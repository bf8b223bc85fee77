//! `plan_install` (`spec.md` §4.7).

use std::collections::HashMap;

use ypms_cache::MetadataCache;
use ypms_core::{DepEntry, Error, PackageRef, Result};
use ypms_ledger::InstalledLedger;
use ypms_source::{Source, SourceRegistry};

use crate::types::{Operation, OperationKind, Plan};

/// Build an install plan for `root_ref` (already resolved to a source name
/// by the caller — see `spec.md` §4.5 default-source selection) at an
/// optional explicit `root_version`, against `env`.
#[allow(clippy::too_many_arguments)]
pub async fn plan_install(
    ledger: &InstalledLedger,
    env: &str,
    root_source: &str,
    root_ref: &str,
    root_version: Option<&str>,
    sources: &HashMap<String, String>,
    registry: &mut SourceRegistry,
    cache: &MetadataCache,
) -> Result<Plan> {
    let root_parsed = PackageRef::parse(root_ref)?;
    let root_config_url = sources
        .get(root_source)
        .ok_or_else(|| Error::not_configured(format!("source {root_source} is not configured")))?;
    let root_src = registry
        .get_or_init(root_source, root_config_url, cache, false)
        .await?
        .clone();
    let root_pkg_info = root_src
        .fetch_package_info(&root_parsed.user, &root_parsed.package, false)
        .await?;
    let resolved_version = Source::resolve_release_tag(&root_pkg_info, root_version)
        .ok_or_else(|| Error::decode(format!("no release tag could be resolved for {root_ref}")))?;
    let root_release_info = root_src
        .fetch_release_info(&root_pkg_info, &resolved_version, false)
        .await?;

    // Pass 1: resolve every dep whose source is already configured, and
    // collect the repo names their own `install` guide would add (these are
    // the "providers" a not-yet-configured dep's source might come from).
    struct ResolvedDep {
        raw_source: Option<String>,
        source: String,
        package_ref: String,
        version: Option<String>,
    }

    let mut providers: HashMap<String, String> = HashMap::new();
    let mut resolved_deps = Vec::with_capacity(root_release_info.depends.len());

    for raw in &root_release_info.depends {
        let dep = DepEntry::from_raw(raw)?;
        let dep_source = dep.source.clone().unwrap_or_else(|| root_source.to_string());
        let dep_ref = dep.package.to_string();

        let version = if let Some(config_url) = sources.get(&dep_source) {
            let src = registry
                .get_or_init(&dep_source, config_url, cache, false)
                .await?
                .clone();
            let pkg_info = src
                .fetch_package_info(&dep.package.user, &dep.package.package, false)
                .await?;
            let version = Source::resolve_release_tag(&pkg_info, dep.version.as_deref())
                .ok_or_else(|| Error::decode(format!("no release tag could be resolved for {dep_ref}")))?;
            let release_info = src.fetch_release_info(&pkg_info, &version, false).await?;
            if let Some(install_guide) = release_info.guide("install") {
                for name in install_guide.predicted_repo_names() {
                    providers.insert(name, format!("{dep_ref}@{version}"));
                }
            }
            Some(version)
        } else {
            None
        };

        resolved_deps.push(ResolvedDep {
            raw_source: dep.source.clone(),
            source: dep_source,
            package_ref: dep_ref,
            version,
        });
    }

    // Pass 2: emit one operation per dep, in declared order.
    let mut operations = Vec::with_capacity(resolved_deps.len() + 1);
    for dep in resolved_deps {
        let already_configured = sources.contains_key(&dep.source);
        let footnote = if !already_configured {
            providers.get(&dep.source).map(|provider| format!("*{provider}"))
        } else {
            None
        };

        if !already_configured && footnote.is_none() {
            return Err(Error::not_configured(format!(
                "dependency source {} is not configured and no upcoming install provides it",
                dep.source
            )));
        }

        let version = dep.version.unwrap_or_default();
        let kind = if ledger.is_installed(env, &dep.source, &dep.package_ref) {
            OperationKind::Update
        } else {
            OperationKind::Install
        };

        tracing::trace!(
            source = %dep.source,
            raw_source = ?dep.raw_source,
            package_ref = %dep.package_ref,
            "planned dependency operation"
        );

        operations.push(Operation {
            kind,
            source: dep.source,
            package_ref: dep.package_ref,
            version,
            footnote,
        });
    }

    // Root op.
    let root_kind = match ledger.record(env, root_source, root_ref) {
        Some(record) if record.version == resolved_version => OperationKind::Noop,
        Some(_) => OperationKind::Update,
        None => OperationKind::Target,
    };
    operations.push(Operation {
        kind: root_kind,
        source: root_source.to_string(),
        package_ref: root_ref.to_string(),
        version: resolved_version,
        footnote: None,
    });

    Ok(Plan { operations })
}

::::

*Work to complete*. Output the whole listing above again, word for word.

*Exercise answer*.
repository bf8b223bc85fee77
//! `plan_install` (`spec.md` §4.7).

use std::collections::HashMap;

use ypms_cache::MetadataCache;
use ypms_core::{DepEntry, Error, PackageRef, Result};
use ypms_ledger::InstalledLedger;
use ypms_source::{Source, SourceRegistry};

use crate::types::{Operation, OperationKind, Plan};

/// Build an install plan for `root_ref` (already resolved to a source name
/// by the caller — see `spec.md` §4.5 default-source selection) at an
/// optional explicit `root_version`, against `env`.
#[allow(clippy::too_many_arguments)]
pub async fn plan_install(
    ledger: &InstalledLedger,
    env: &str,
    root_source: &str,
    root_ref: &str,
    root_version: Option<&str>,
    sources: &HashMap<String, String>,
    registry: &mut SourceRegistry,
    cache: &MetadataCache,
) -> Result<Plan> {
    let root_parsed = PackageRef::parse(root_ref)?;
    let root_config_url = sources
        .get(root_source)
        .ok_or_else(|| Error::not_configured(format!("source {root_source} is not configured")))?;
    let root_src = registry
        .get_or_init(root_source, root_config_url, cache, false)
        .await?
        .clone();
    let root_pkg_info = root_src
        .fetch_package_info(&root_parsed.user, &root_parsed.package, false)
        .await?;
    let resolved_version = Source::resolve_release_tag(&root_pkg_info, root_version)
        .ok_or_else(|| Error::decode(format!("no release tag could be resolved for {root_ref}")))?;
    let root_release_info = root_src
        .fetch_release_info(&root_pkg_info, &resolved_version, false)
        .await?;

    // Pass 1: resolve every dep whose source is already configured, and
    // collect the repo names their own `install` guide would add (these are
    // the "providers" a not-yet-configured dep's source might come from).
    struct ResolvedDep {
        raw_source: Option<String>,
        source: String,
        package_ref: String,
        version: Option<String>,
    }

    let mut providers: HashMap<String, String> = HashMap::new();
    let mut resolved_deps = Vec::with_capacity(root_release_info.depends.len());

    for raw in &root_release_info.depends {
        let dep = DepEntry::from_raw(raw)?;
        let dep_source = dep.source.clone().unwrap_or_else(|| root_source.to_string());
        let dep_ref = dep.package.to_string();

        let version = if let Some(config_url) = sources.get(&dep_source) {
            let src = registry
                .get_or_init(&dep_source, config_url, cache, false)
                .await?
                .clone();
            let pkg_info = src
                .fetch_package_info(&dep.package.user, &dep.package.package, false)
                .await?;
            let version = Source::resolve_release_tag(&pkg_info, dep.version.as_deref())
                .ok_or_else(|| Error::decode(format!("no release tag could be resolved for {dep_ref}")))?;
            let release_info = src.fetch_release_info(&pkg_info, &version, false).await?;
            if let Some(install_guide) = release_info.guide("install") {
                for name in install_guide.predicted_repo_names() {
                    providers.insert(name, format!("{dep_ref}@{version}"));
                }
            }
            Some(version)
        } else {
            None
        };

        resolved_deps.push(ResolvedDep {
            raw_source: dep.source.clone(),
            source: dep_source,
            package_ref: dep_ref,
            version,
        });
    }

    // Pass 2: emit one operation per dep, in declared order.
    let mut operations = Vec::with_capacity(resolved_deps.len() + 1);
    for dep in resolved_deps {
        let already_configured = sources.contains_key(&dep.source);
        let footnote = if !already_configured {
            providers.get(&dep.source).map(|provider| format!("*{provider}"))
        } else {
            None
        };

        if !already_configured && footnote.is_none() {
            return Err(Error::not_configured(format!(
                "dependency source {} is not configured and no upcoming install provides it",
                dep.source
            )));
        }

        let version = dep.version.unwrap_or_default();
        let kind = if ledger.is_installed(env, &dep.source, &dep.package_ref) {
            OperationKind::Update
        } else {
            OperationKind::Install
        };

        tracing::trace!(
            source = %dep.source,
            raw_source = ?dep.raw_source,
            package_ref = %dep.package_ref,
            "planned dependency operation"
        );

        operations.push(Operation {
            kind,
            source: dep.source,
            package_ref: dep.package_ref,
            version,
            footnote,
        });
    }

    // Root op.
    let root_kind = match ledger.record(env, root_source, root_ref) {
        Some(record) if record.version == resolved_version => OperationKind::Noop,
        Some(_) => OperationKind::Update,
        None => OperationKind::Target,
    };
    operations.push(Operation {
        kind: root_kind,
        source: root_source.to_string(),
        package_ref: root_ref.to_string(),
        version: resolved_version,
        footnote: None,
    });

    Ok(Plan { operations })
}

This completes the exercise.